**Required action:** A single number is wanted: how many lines of the data below include the string "ScreenMetrics"?

---------------

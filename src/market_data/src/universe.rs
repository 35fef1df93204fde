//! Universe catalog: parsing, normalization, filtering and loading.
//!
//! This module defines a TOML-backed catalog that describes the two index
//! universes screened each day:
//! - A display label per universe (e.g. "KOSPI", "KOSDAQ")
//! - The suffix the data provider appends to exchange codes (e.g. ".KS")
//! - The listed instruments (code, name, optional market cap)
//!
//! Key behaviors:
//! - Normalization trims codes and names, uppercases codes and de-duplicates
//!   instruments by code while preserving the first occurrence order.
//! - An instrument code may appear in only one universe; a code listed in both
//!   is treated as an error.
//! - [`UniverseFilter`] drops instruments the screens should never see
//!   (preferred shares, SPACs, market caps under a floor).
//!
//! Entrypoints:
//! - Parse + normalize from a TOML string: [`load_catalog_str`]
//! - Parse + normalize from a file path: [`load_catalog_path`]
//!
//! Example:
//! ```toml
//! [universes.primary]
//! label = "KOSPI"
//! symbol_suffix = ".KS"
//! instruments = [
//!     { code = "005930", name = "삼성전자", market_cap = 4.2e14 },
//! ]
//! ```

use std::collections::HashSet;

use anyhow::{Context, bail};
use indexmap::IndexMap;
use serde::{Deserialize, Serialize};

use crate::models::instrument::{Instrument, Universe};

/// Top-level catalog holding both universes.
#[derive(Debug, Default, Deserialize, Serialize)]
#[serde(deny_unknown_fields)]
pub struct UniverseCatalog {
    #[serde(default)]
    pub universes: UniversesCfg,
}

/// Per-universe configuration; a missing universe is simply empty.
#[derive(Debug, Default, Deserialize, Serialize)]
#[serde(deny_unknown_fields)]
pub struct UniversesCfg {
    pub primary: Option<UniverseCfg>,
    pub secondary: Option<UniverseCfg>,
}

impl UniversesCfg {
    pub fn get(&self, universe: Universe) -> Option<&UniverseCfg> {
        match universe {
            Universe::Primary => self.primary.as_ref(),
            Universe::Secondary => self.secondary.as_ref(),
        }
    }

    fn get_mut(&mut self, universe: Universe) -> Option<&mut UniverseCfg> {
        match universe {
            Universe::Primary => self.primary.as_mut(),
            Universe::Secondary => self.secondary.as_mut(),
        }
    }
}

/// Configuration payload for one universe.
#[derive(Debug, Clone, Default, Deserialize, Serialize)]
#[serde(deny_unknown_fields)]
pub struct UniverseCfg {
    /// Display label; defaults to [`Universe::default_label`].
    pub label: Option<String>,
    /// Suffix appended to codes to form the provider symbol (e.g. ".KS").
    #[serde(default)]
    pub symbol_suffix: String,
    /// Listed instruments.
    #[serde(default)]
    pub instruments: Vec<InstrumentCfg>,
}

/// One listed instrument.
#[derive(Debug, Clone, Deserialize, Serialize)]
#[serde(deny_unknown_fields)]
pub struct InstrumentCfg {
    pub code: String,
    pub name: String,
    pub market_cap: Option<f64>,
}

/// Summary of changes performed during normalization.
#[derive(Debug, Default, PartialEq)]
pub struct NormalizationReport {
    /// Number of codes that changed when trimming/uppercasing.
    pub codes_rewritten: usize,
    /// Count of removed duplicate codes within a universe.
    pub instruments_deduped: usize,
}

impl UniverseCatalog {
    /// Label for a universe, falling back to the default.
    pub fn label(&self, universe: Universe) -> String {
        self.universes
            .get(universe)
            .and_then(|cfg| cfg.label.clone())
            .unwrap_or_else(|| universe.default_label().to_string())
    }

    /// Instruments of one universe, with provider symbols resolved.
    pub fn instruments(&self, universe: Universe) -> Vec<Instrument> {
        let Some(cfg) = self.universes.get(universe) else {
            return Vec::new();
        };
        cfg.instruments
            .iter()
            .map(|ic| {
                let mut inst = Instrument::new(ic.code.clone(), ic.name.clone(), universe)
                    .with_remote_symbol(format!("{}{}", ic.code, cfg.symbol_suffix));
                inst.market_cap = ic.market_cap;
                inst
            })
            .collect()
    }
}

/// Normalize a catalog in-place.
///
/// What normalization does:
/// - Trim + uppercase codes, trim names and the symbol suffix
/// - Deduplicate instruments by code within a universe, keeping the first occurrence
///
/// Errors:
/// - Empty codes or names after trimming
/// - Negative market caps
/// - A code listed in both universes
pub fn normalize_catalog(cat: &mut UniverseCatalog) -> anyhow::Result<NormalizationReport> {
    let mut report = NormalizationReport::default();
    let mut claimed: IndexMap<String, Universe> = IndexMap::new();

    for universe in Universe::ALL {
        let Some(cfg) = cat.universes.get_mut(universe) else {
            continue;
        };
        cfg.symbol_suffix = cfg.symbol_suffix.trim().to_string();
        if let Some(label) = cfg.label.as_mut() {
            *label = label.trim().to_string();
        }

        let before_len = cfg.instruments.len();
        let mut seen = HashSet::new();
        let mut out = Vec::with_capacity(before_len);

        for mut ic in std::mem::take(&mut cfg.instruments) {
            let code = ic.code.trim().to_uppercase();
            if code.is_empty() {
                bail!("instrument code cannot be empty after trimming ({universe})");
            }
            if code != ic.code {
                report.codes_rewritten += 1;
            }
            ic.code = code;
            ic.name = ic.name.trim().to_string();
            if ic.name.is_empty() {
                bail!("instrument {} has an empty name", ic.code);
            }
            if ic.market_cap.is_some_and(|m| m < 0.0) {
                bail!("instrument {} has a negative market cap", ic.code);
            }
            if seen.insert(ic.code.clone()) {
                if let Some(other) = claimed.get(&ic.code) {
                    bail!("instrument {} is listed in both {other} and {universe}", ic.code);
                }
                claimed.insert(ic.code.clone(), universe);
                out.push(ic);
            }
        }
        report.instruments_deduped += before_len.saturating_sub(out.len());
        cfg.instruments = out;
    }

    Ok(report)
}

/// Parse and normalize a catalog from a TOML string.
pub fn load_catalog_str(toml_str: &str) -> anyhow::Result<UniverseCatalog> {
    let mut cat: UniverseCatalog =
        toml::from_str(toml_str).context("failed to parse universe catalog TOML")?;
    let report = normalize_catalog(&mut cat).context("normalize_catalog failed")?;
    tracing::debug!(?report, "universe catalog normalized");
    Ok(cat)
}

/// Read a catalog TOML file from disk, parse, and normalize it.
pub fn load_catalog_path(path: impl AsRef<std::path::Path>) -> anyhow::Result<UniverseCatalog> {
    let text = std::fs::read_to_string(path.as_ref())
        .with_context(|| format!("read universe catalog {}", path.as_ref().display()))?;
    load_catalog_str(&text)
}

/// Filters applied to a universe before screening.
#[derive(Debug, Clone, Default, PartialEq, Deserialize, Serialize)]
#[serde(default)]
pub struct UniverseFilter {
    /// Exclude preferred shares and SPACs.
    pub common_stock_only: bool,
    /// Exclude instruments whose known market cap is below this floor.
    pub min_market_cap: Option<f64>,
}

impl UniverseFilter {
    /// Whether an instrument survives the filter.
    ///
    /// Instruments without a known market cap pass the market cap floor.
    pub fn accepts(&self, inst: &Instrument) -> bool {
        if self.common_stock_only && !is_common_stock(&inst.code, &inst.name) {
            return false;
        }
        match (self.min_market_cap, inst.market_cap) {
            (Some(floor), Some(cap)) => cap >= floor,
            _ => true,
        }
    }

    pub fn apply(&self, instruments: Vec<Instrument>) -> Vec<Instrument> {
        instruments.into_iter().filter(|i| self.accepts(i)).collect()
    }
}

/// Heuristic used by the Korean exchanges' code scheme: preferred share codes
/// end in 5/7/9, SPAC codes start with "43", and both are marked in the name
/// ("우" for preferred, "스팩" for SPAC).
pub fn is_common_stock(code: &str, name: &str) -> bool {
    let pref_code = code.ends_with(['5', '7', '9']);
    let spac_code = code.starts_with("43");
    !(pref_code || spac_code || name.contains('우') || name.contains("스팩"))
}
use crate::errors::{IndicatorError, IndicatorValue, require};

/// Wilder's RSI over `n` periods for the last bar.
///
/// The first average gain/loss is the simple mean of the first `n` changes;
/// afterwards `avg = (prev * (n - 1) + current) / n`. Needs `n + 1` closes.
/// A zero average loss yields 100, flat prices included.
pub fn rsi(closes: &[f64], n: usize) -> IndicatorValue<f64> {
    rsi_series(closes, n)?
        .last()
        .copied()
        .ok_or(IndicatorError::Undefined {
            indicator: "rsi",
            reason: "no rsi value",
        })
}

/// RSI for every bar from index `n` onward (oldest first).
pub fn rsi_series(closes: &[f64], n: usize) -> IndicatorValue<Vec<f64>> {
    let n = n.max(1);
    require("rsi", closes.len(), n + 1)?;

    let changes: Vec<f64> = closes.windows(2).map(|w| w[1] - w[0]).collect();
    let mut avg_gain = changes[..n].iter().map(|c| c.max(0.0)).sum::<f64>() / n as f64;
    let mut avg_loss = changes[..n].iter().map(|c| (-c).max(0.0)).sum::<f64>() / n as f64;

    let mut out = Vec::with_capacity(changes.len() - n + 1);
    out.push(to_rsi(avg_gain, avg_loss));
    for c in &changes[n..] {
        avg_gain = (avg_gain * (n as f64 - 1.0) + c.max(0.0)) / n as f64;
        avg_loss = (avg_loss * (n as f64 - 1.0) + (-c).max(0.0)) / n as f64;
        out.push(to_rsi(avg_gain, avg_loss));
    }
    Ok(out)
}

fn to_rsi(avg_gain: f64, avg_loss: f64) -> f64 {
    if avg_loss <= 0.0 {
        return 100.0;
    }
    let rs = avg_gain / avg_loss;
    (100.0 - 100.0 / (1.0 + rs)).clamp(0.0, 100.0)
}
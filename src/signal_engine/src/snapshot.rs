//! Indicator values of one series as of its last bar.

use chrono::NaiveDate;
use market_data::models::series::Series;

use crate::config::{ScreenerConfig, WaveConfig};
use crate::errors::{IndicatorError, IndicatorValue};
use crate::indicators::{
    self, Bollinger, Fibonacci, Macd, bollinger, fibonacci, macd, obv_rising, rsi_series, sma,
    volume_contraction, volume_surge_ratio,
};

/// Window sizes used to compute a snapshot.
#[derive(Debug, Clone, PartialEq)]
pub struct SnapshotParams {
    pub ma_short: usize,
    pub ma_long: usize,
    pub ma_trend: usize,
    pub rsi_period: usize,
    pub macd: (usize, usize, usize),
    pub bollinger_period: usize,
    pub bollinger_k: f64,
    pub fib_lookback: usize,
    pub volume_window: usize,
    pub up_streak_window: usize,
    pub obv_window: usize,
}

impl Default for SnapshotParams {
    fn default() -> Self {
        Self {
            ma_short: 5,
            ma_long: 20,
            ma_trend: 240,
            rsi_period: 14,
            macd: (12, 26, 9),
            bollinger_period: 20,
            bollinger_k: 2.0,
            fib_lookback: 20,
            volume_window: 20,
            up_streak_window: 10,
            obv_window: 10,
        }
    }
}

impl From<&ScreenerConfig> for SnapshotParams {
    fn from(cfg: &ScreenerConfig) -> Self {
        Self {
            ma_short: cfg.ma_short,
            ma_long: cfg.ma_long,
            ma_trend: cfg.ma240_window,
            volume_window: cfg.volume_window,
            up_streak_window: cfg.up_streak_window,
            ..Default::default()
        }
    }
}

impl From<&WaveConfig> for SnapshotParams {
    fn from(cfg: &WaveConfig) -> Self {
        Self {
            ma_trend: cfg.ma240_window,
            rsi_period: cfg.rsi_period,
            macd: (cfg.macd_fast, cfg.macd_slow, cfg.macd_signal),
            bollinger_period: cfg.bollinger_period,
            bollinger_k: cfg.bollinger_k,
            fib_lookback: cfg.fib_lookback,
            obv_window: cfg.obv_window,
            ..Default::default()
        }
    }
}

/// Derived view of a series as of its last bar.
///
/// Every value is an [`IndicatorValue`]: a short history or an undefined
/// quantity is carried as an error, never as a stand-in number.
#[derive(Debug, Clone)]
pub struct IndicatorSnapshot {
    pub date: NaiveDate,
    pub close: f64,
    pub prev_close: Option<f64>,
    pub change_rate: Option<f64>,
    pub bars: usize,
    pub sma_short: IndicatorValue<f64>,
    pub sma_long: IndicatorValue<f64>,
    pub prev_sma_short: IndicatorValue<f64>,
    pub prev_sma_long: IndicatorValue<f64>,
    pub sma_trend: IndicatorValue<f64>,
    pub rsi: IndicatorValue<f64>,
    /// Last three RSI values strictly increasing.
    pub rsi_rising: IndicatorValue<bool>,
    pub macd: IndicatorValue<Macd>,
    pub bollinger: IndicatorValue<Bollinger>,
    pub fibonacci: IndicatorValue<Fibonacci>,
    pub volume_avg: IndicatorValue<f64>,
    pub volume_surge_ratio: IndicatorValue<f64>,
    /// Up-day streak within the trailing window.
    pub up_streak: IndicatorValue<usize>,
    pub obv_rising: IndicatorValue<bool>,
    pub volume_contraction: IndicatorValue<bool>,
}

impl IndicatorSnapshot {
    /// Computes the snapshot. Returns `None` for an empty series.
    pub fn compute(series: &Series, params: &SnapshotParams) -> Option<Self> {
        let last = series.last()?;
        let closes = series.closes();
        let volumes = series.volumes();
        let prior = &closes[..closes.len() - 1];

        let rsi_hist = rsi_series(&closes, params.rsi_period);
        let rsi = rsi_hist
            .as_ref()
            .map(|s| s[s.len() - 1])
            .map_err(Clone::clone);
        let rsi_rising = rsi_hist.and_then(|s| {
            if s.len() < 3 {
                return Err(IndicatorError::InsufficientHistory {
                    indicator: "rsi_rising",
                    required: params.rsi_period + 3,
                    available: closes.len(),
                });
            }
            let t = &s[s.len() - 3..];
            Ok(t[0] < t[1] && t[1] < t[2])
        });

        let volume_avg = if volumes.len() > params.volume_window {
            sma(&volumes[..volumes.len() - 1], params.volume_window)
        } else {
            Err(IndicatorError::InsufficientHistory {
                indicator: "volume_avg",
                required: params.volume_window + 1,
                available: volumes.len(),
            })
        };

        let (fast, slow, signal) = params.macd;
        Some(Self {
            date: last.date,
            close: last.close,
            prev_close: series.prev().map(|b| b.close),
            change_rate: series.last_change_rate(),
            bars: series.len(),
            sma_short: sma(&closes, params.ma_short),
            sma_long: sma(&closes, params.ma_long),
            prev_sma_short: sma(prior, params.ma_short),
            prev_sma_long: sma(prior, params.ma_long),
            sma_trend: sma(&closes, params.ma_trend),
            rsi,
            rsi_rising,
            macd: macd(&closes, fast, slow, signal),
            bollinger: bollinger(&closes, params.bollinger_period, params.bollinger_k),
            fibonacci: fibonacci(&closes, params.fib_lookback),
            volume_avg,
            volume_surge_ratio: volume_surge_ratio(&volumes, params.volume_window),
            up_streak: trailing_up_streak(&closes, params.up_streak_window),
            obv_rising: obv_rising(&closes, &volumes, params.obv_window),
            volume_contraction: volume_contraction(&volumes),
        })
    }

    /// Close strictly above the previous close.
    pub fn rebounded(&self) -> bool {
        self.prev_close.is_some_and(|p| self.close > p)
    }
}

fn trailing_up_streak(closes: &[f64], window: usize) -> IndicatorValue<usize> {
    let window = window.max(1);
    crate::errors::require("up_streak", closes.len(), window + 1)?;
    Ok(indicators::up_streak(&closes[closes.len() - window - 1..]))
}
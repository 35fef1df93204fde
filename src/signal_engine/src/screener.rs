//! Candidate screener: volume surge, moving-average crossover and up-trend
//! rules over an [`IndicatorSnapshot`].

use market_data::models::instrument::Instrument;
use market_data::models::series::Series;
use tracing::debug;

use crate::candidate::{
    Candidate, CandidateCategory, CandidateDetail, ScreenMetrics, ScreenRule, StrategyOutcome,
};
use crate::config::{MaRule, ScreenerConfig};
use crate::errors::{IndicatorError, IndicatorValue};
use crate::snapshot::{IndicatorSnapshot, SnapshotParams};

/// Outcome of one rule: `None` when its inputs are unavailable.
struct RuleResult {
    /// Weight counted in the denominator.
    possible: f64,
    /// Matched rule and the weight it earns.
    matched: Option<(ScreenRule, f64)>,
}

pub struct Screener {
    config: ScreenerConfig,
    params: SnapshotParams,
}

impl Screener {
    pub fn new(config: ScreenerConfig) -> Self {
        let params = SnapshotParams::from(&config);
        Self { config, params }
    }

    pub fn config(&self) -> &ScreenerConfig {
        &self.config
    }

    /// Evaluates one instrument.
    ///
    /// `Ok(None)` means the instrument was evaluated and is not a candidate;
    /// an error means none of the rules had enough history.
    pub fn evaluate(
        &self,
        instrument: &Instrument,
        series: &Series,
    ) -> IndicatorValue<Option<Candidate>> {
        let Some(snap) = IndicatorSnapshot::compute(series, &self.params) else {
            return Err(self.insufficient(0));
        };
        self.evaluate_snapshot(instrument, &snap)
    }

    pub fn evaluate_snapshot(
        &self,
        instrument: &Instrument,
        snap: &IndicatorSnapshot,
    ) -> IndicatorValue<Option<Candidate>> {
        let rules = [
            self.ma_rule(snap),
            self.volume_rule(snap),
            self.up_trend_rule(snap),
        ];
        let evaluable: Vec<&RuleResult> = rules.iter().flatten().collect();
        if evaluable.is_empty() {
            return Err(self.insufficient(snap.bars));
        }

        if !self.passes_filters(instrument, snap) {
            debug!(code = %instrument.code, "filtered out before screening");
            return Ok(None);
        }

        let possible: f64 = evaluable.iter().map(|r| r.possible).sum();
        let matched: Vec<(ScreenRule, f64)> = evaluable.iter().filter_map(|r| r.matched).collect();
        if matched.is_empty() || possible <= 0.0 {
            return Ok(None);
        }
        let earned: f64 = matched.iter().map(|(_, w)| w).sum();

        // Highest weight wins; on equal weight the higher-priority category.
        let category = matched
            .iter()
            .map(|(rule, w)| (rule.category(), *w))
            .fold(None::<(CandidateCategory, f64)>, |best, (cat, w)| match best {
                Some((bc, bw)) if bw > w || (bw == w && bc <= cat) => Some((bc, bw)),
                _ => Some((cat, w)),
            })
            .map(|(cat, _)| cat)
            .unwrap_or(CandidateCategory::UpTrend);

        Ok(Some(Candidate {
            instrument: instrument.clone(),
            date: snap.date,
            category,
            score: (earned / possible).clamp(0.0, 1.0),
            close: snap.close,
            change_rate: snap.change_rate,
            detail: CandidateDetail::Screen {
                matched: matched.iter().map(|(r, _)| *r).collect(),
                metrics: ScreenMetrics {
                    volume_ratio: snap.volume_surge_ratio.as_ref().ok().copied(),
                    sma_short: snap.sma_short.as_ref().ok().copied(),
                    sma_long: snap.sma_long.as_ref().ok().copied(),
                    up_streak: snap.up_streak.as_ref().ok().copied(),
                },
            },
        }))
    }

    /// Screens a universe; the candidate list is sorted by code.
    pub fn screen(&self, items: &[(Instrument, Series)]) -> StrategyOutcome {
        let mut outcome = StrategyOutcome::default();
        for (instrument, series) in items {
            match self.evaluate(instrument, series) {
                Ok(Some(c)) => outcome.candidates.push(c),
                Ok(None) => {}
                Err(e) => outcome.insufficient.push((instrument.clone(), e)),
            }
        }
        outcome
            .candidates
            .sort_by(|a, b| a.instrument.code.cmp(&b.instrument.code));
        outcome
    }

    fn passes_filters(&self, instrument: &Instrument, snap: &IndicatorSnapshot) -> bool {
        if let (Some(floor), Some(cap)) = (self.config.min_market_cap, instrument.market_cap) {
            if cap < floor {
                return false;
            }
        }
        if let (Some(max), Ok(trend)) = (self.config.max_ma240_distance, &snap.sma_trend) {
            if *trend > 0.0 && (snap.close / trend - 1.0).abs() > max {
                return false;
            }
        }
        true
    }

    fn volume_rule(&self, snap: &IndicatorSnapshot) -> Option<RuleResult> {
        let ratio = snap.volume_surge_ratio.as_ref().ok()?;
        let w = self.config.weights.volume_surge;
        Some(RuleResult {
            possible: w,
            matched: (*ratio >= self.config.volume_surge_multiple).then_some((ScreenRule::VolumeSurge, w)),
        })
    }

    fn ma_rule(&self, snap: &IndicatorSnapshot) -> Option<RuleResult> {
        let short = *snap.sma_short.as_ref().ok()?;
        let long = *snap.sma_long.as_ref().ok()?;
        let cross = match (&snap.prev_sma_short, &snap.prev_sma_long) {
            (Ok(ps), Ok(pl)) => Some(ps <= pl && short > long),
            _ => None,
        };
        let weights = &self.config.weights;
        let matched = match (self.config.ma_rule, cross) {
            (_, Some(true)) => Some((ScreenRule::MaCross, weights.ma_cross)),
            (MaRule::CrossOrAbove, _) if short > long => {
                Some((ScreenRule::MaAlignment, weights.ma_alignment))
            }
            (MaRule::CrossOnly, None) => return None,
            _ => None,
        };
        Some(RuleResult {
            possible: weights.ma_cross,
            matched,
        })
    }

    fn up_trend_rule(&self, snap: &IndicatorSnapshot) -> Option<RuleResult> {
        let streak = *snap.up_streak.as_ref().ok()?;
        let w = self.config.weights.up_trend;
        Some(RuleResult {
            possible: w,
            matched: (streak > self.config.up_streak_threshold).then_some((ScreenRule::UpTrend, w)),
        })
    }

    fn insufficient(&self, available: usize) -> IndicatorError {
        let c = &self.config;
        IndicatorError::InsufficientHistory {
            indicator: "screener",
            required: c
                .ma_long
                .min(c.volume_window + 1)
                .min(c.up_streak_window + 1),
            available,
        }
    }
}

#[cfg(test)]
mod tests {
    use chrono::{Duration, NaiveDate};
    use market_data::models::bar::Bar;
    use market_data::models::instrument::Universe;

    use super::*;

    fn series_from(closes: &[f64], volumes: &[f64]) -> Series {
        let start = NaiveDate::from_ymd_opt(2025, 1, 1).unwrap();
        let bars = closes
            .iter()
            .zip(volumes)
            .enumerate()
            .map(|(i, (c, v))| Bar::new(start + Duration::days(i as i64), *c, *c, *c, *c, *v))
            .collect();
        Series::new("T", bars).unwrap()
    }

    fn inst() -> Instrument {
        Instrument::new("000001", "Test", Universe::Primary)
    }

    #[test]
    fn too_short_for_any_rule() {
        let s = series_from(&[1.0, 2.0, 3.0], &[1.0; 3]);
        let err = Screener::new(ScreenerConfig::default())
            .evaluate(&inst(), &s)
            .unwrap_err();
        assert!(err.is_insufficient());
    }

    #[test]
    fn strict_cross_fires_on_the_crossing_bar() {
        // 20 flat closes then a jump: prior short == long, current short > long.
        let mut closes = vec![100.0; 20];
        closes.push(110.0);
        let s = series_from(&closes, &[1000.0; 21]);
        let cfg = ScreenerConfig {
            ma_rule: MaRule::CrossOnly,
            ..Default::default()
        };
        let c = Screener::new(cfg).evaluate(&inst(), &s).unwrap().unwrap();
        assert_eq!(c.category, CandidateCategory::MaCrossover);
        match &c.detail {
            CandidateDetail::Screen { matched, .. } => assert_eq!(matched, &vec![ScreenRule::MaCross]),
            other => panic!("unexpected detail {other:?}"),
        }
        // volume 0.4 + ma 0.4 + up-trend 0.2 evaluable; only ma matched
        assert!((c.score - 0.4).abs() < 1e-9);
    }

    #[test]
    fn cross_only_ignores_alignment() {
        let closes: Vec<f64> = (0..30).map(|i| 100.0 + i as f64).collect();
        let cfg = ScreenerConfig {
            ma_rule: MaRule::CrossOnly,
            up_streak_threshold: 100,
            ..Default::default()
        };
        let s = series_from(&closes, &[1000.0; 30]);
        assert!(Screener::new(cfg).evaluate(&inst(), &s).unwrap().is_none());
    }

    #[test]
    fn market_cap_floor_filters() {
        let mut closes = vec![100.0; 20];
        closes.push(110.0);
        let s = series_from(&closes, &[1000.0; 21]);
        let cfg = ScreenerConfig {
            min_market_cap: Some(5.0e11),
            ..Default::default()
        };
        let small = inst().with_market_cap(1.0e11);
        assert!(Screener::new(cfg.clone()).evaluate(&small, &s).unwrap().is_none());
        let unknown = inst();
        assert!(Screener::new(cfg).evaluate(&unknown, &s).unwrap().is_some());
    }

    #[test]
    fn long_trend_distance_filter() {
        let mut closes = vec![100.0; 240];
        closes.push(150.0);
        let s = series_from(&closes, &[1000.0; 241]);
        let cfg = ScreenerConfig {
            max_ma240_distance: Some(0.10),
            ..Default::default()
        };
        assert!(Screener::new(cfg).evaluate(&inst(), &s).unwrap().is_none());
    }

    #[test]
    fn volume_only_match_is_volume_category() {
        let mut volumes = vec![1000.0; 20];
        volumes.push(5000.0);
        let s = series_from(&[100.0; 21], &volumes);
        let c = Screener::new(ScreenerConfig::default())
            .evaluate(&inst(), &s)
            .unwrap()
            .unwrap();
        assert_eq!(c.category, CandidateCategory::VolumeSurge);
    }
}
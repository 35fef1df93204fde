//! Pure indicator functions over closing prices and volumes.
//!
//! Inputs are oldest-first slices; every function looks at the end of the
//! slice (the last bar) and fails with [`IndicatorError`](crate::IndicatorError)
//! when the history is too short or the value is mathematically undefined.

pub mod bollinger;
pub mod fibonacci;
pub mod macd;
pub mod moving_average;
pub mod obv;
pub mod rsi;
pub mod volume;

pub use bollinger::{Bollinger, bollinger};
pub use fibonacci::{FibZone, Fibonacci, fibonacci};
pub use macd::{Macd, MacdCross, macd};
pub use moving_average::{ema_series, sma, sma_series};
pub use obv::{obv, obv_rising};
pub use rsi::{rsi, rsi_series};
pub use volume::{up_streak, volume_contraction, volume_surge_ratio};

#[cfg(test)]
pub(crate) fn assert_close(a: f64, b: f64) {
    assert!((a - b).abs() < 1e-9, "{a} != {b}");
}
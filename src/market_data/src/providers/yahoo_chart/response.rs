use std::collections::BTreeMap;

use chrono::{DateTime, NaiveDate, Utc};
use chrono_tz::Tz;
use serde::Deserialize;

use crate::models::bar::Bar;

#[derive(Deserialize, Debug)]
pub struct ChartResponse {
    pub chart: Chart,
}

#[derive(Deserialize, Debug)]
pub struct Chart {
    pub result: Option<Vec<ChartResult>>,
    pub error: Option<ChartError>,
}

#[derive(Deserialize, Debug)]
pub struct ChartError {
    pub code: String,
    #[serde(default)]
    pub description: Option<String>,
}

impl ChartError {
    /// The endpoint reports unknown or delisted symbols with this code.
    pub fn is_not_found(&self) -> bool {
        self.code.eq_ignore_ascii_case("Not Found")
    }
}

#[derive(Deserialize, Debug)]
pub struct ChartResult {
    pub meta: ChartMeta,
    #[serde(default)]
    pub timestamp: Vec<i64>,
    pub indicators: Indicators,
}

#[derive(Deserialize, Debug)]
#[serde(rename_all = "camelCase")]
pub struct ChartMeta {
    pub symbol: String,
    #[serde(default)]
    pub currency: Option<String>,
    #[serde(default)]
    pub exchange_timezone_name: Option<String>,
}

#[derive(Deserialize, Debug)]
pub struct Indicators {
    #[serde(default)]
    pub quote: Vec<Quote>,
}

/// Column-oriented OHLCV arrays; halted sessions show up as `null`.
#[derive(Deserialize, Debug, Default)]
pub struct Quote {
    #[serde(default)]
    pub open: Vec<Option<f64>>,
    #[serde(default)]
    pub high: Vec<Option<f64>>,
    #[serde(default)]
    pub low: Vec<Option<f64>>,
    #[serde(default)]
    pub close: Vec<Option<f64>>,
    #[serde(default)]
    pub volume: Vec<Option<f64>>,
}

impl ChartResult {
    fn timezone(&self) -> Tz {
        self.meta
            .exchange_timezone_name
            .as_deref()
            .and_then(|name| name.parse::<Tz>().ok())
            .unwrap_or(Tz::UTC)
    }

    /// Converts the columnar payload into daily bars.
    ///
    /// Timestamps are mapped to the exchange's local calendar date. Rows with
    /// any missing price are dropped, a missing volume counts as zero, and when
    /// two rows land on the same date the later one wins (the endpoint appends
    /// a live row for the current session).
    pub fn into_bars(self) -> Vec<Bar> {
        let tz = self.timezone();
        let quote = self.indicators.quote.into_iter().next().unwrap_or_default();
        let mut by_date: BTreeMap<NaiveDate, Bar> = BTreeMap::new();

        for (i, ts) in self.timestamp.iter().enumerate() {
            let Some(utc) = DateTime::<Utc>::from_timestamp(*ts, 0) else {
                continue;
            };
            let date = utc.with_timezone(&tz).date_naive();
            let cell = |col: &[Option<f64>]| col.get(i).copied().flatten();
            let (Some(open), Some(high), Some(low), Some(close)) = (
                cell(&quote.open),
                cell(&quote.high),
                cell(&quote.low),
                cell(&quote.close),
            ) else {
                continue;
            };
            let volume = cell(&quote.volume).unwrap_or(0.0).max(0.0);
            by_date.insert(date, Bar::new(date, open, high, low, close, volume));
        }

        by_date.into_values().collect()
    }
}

---------------

**Solution:** 2